BRIEF ▸ Quote exactly the lines spanning from the top of the data below to the line that contains "3. missing contexts", including both.

Collected data entries

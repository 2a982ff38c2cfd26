//! Turns collected n-grams into the records a search backend stores.
//!
//! Building happens in memory, in one pass per concern:
//! 1. special words and positive probabilities are checked against the
//!    configured policies;
//! 2. words receive their final indices from the vocabulary;
//! 3. missing contexts and suffixes of stored n-grams are added as blanks,
//!    whose probability is what backoff would have given them;
//! 4. extension flags and rest costs are derived from neighbouring orders.

use std::collections::HashMap;

use log::{debug, info};

use crate::binary_format::Parameters;
use crate::config::{Config, ModelType};
use crate::error::{LmError, Result};
use crate::util::bit_packing::{plain_backoff, set_extension, NO_EXTENSION_BACKOFF};
use crate::vocab::{Vocabulary, WordIndex, BEGIN_SENTENCE, END_SENTENCE, UNK};

/// Word interning and n-gram accumulation.
pub mod collector;

pub use collector::NgramCollector;

/// One n-gram ready to be stored.
#[derive(Clone, Debug, PartialEq)]
pub struct CompiledNgram {
	/// Final word indices, oldest first.
	pub words: Vec<WordIndex>,
	pub prob: f32,
	/// Carries the extension flag in the sign of a zero backoff.
	pub backoff: f32,
	pub rest: f32,
	/// Whether a longer n-gram ends with this one.
	pub extends_left: bool,
}

/// Every n-gram of a model, grouped by order.
///
/// `orders[0]` holds exactly one entry per word, sorted by index.
#[derive(Clone, Debug, Default)]
pub struct CompiledNgrams {
	pub orders: Vec<Vec<CompiledNgram>>,
}

impl CompiledNgrams {
	pub fn counts(&self) -> Vec<u64> {
		self.orders.iter().map(|order| order.len() as u64).collect()
	}
}

/// Position of every n-gram of one order.
type OrderIndex = HashMap<Vec<WordIndex>, usize>;

fn index_order(order: &[CompiledNgram]) -> Result<OrderIndex> {
	let mut index = HashMap::with_capacity(order.len());
	for (position, ngram) in order.iter().enumerate() {
		if index.insert(ngram.words.clone(), position).is_some() {
			return Err(LmError::BuildOrder(format!("{}-gram {:?} appears twice", ngram.words.len(), ngram.words)));
		}
	}
	Ok(index)
}

fn blank(words: Vec<WordIndex>) -> CompiledNgram {
	CompiledNgram { words, prob: f32::NAN, backoff: NO_EXTENSION_BACKOFF, rest: f32::NAN, extends_left: false }
}

/// Checks the collected model, assigns final word indices and derives
/// everything the backends store.
///
/// Returns the n-grams, the words by final index and the layout parameters.
///
/// # Errors
/// Returns an error when a policy set to `ThrowUp` is triggered, when an
/// n-gram repeats or uses a word without a unigram entry.
pub fn compile<V: Vocabulary>(
	mut collector: NgramCollector,
	model_type: ModelType,
	config: &Config,
) -> Result<(CompiledNgrams, Vec<String>, Parameters)> {
	config.validate()?;
	check_special_words(&mut collector, config)?;
	clamp_positive(&mut collector, config)?;

	let indices = V::assign_indices(&collector.words);
	let mut words_by_index = vec![String::new(); collector.words.len()];
	for (word, &index) in collector.words.iter().zip(&indices) {
		words_by_index[index as usize] = word.clone();
	}

	let mut orders = Vec::with_capacity(collector.order());
	let mut unigrams = Vec::with_capacity(collector.words.len());
	for (id, weights) in collector.unigrams.iter().enumerate() {
		let Some((prob, backoff)) = *weights else {
			return Err(LmError::BuildOrder(format!(
				"\"{}\" appears in an n-gram but has no unigram entry",
				collector.words[id]
			)));
		};
		unigrams.push(CompiledNgram {
			words: vec![indices[id]],
			prob,
			backoff: plain_backoff(backoff),
			rest: prob,
			extends_left: false,
		});
	}
	unigrams.sort_by_key(|n| n.words[0]);
	orders.push(unigrams);

	for order in &collector.ngrams {
		orders.push(
			order
				.iter()
				.map(|raw| CompiledNgram {
					words: raw.words.iter().map(|&w| indices[w as usize]).collect(),
					prob: raw.prob,
					backoff: plain_backoff(raw.backoff),
					rest: raw.prob,
					extends_left: false,
				})
				.collect(),
		);
	}

	let mut index: Vec<OrderIndex> = orders.iter().map(|o| index_order(o)).collect::<Result<_>>()?;
	add_blanks(&mut orders, &mut index);
	set_flags(&mut orders, &index);
	if model_type == ModelType::RestProbing {
		max_rest(&mut orders, &index);
	}

	let compiled = CompiledNgrams { orders };
	let params = Parameters::new(model_type, compiled.counts(), config);
	info!("Compiled {} model with counts {:?}", model_type, params.counts);
	Ok((compiled, words_by_index, params))
}

fn check_special_words(collector: &mut NgramCollector, config: &Config) -> Result<()> {
	if collector.unigrams[0].is_none() {
		config.unknown_missing.handle(LmError::SpecialWordMissing(UNK))?;
		collector.unigrams[0] = Some((config.unknown_missing_logprob, NO_EXTENSION_BACKOFF));
	}
	for marker in [BEGIN_SENTENCE, END_SENTENCE] {
		if collector.declared(marker).is_none() {
			config.sentence_marker_missing.handle(LmError::SpecialWordMissing(marker))?;
		}
	}
	Ok(())
}

fn clamp_positive(collector: &mut NgramCollector, config: &Config) -> Result<()> {
	let policy = config.positive_log_probability;
	let NgramCollector { words, unigrams, ngrams, .. } = collector;
	for (id, weights) in unigrams.iter_mut().enumerate() {
		let Some((prob, _)) = weights else { continue };
		if *prob > 0.0 {
			policy.handle(LmError::PositiveLogProbability { value: *prob, ngram: words[id].clone() })?;
			*prob = 0.0;
		}
	}
	for raw in ngrams.iter_mut().flatten() {
		if raw.prob > 0.0 {
			let ngram = raw.words.iter().map(|&w| words[w as usize].as_str()).collect::<Vec<_>>().join(" ");
			policy.handle(LmError::PositiveLogProbability { value: raw.prob, ngram })?;
			raw.prob = 0.0;
		}
	}
	Ok(())
}

/// Adds the missing context and suffix of every n-gram, highest order first
/// so that added blanks are completed in turn, then gives each blank the
/// probability backoff assigns it.
fn add_blanks(orders: &mut [Vec<CompiledNgram>], index: &mut [OrderIndex]) {
	let order = orders.len();
	for k in (3..=order).rev() {
		let mut missing = Vec::new();
		for ngram in &orders[k - 1] {
			for part in [&ngram.words[..k - 1], &ngram.words[1..]] {
				if !index[k - 2].contains_key(part) {
					index[k - 2].insert(part.to_vec(), orders[k - 2].len() + missing.len());
					missing.push(blank(part.to_vec()));
				}
			}
		}
		if !missing.is_empty() {
			debug!("Adding {} blank {}-grams", missing.len(), k - 1);
		}
		orders[k - 2].extend(missing);
	}

	for k in 2..order {
		for position in 0..orders[k - 1].len() {
			if !orders[k - 1][position].prob.is_nan() {
				continue;
			}
			let words = &orders[k - 1][position].words;
			let suffix = &orders[k - 2][index[k - 2][&words[1..]]];
			let context = &orders[k - 2][index[k - 2][&words[..k - 1]]];
			let prob = suffix.prob + plain_backoff(context.backoff);
			let ngram = &mut orders[k - 1][position];
			ngram.prob = prob;
			ngram.rest = prob;
		}
	}
}

/// Marks contexts as extended to the right and suffixes as extended to the left.
fn set_flags(orders: &mut [Vec<CompiledNgram>], index: &[OrderIndex]) {
	for k in 2..=orders.len() {
		let (lower, upper) = orders.split_at_mut(k - 1);
		let lower = &mut lower[k - 2];
		for ngram in &upper[0] {
			let context = index[k - 2][&ngram.words[..k - 1]];
			set_extension(&mut lower[context].backoff);
			let suffix = index[k - 2][&ngram.words[1..]];
			lower[suffix].extends_left = true;
		}
	}
}

/// Sets each rest cost to the best probability among the n-gram and the
/// longer n-grams ending with it.
fn max_rest(orders: &mut [Vec<CompiledNgram>], index: &[OrderIndex]) {
	for k in (2..=orders.len()).rev() {
		let (lower, upper) = orders.split_at_mut(k - 1);
		let lower = &mut lower[k - 2];
		for ngram in &upper[0] {
			let suffix = &mut lower[index[k - 2][&ngram.words[1..]]];
			suffix.rest = suffix.rest.max(ngram.rest);
		}
	}
}
//! Scoring of phrases whose left context is not known yet.
//!
//! A chart decoder scores a phrase once and reuses it under different left
//! contexts. [`RuleScore`] charges the words at the start of a phrase their
//! rest cost and records, in a [`Left`] state, pointers to the n-grams that
//! may still grow to the left. When the phrase is later placed after other
//! words, [`RuleScore::non_terminal`] extends those n-grams and corrects the
//! score, so that splitting a sentence anywhere gives the same total as
//! scoring it left to right.

use std::hash::{Hash, Hasher};

use super::language_model::LanguageModel;
use super::state::{FullScoreReturn, State, MAX_ORDER};
use crate::vocab::WordIndex;

/// N-grams at the start of a phrase that may still extend to the left.
///
/// `pointers[i]` identifies an n-gram of `i + 1` words. `full` is set once
/// the left side of the phrase no longer depends on what precedes it.
#[derive(Clone, Copy, Debug, Default)]
pub struct Left {
	pub pointers: [u64; MAX_ORDER - 1],
	pub length: u8,
	pub full: bool,
}

impl Left {
	pub fn pointers(&self) -> &[u64] {
		&self.pointers[..usize::from(self.length)]
	}
}

impl PartialEq for Left {
	fn eq(&self, other: &Self) -> bool {
		self.length == other.length && self.full == other.full && self.pointers() == other.pointers()
	}
}

impl Eq for Left {}

impl Hash for Left {
	fn hash<H: Hasher>(&self, state: &mut H) {
		self.length.hash(state);
		self.full.hash(state);
		self.pointers().hash(state);
	}
}

/// Both sides of a scored phrase.
#[derive(Clone, Copy, Debug, Default, PartialEq, Eq, Hash)]
pub struct ChartState {
	pub left: Left,
	pub right: State,
}

/// Accumulates the score of one phrase built from words and already scored
/// sub-phrases, left to right.
///
/// ```
/// use rs_lm_core::build::NgramCollector;
/// use rs_lm_core::model::{LanguageModel, Model, RuleScore};
/// use rs_lm_core::{Config, ModelType};
///
/// let mut collector = NgramCollector::new(2).unwrap();
/// collector.add_ngram(&["<unk>"], -2.0, None).unwrap();
/// collector.add_ngram(&["<s>"], -99.0, Some(-0.5)).unwrap();
/// collector.add_ngram(&["</s>"], -1.0, None).unwrap();
/// collector.add_ngram(&["<s>", "</s>"], -0.2, None).unwrap();
/// let model = Model::from_collector(collector, ModelType::Probing, &Config::default()).unwrap();
///
/// let mut rule = RuleScore::new(&model);
/// rule.begin_sentence();
/// rule.terminal(model.end_sentence());
/// let (prob, _) = rule.finish();
/// assert_eq!(prob, -0.2);
/// ```
#[derive(Debug)]
pub struct RuleScore<'a, M: ?Sized> {
	model: &'a M,
	out: ChartState,
	left_done: bool,
	prob: f32,
}

impl<'a, M: LanguageModel + ?Sized> RuleScore<'a, M> {
	pub fn new(model: &'a M) -> Self {
		Self { model, out: ChartState::default(), left_done: false, prob: 0.0 }
	}

	/// Starts the phrase with `<s>`, so nothing can precede it.
	pub fn begin_sentence(&mut self) {
		self.out.right = self.model.begin_sentence_state();
		self.left_done = true;
	}

	/// Appends a word.
	pub fn terminal(&mut self, word: WordIndex) {
		let copy = self.out.right;
		let (ret, right) = self.model.full_score(&copy, word);
		self.out.right = right;
		if self.left_done {
			self.prob += ret.prob;
			return;
		}
		if ret.independent_left {
			self.prob += ret.prob;
			self.left_done = true;
			return;
		}
		self.push_pointer(ret.extend_left);
		self.prob += ret.rest;
		if self.out.right.length != copy.length + 1 {
			self.left_done = true;
		}
	}

	/// Starts the phrase with a scored sub-phrase; `prob` is added as is.
	pub fn begin_non_terminal(&mut self, sub: &ChartState, prob: f32) {
		self.prob = prob;
		self.out = *sub;
		self.left_done = sub.left.full;
	}

	/// Appends a scored sub-phrase; `prob` is added as is.
	pub fn non_terminal(&mut self, sub: &ChartState, prob: f32) {
		self.prob += prob;

		if sub.left.length == 0 {
			if sub.left.full {
				self.prob += self.out.right.backoffs().iter().sum::<f32>();
				self.left_done = true;
				self.out.right = sub.right;
			}
			return;
		}

		if self.out.right.length == 0 {
			self.out.right = sub.right;
			if self.left_done {
				self.prob += self.model.un_rest(sub.left.pointers(), 1);
				return;
			}
			if self.out.left.length != 0 {
				self.left_done = true;
			} else {
				self.out.left = sub.left;
				self.left_done = sub.left.full;
			}
			return;
		}

		let mut back = [0f32; MAX_ORDER - 1];
		let mut back2 = [0f32; MAX_ORDER - 1];
		let mut next_use = self.out.right.length;

		let right_backoff = self.out.right.backoff;
		if self.extend_left(sub, &mut next_use, 1, &right_backoff, &mut back) {
			return;
		}
		for extend_length in 2..=sub.left.length {
			if self.extend_left(sub, &mut next_use, extend_length, &back, &mut back2) {
				return;
			}
			std::mem::swap(&mut back, &mut back2);
		}

		if sub.left.full {
			self.prob += back[..usize::from(next_use)].iter().sum::<f32>();
			self.left_done = true;
			self.out.right = sub.right;
			return;
		}

		// The sub-phrase's right state was minimized, so it no longer depends on these words.
		if sub.right.length < sub.left.length {
			self.out.right = sub.right;
			return;
		}

		let used = usize::from(next_use);
		let added = usize::from(sub.right.length);
		let right = &mut self.out.right;
		right.words.copy_within(..used, added);
		right.words[..added].copy_from_slice(sub.right.words());
		right.backoff[..added].copy_from_slice(sub.right.backoffs());
		right.backoff[added..added + used].copy_from_slice(&back[..used]);
		right.length = sub.right.length + next_use;
		right.normalize();
	}

	/// Completes the phrase and returns its score with its state.
	pub fn finish(mut self) -> (f32, ChartState) {
		self.out.left.full = self.left_done || usize::from(self.out.left.length) == self.model.order() - 1;
		(self.prob, self.out)
	}

	/// Discards everything scored so far.
	pub fn reset(&mut self) {
		self.prob = 0.0;
		self.left_done = false;
		self.out = ChartState::default();
	}

	fn push_pointer(&mut self, pointer: u64) {
		let left = &mut self.out.left;
		left.pointers[usize::from(left.length)] = pointer;
		left.length += 1;
	}

	/// Extends the sub-phrase n-gram of `extend_length` words into the
	/// current right context. Returns true once nothing further can change.
	fn extend_left(
		&mut self,
		sub: &ChartState,
		next_use: &mut u8,
		extend_length: u8,
		back_in: &[f32],
		back_out: &mut [f32; MAX_ORDER - 1],
	) -> bool {
		let words = self.out.right.words;
		let ret = self.model.extend_left(
			&words[..usize::from(*next_use)],
			back_in,
			sub.left.pointers[usize::from(extend_length) - 1],
			extend_length,
			back_out,
			next_use,
		);
		self.process_ret(&ret);
		if *next_use != self.out.right.length {
			self.left_done = true;
			if *next_use == 0 {
				self.out.right = sub.right;
				let remaining = &sub.left.pointers()[usize::from(extend_length)..];
				self.prob += self.model.un_rest(remaining, extend_length + 1);
				return true;
			}
		}
		false
	}

	fn process_ret(&mut self, ret: &FullScoreReturn) {
		if self.left_done {
			self.prob += ret.prob;
			return;
		}
		if ret.independent_left {
			self.prob += ret.prob;
			self.left_done = true;
			return;
		}
		self.push_pointer(ret.extend_left);
		self.prob += ret.rest;
	}
}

EXERCISE OUTPUT ▸
repository 2a982ff38c2cfd26
//! Turns collected n-grams into the records a search backend stores.
//!
//! Building happens in memory, in one pass per concern:
//! 1. special words and positive probabilities are checked against the
//!    configured policies;
//! 2. words receive their final indices from the vocabulary;
//! 3. missing contexts and suffixes of stored n-grams are added as blanks,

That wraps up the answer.